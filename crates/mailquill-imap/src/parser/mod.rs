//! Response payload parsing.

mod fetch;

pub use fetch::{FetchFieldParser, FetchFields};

※ ※ ※

ABOUT THIS TASK –
All of the material above must be transcribed exactly, with no line dropped.

RESULT OF THE EXERCISE –
filename crates/mailquill-imap/src/parser/mod.rs
//! Response payload parsing.

mod fetch;

pub use fetch::{FetchFieldParser, FetchFields};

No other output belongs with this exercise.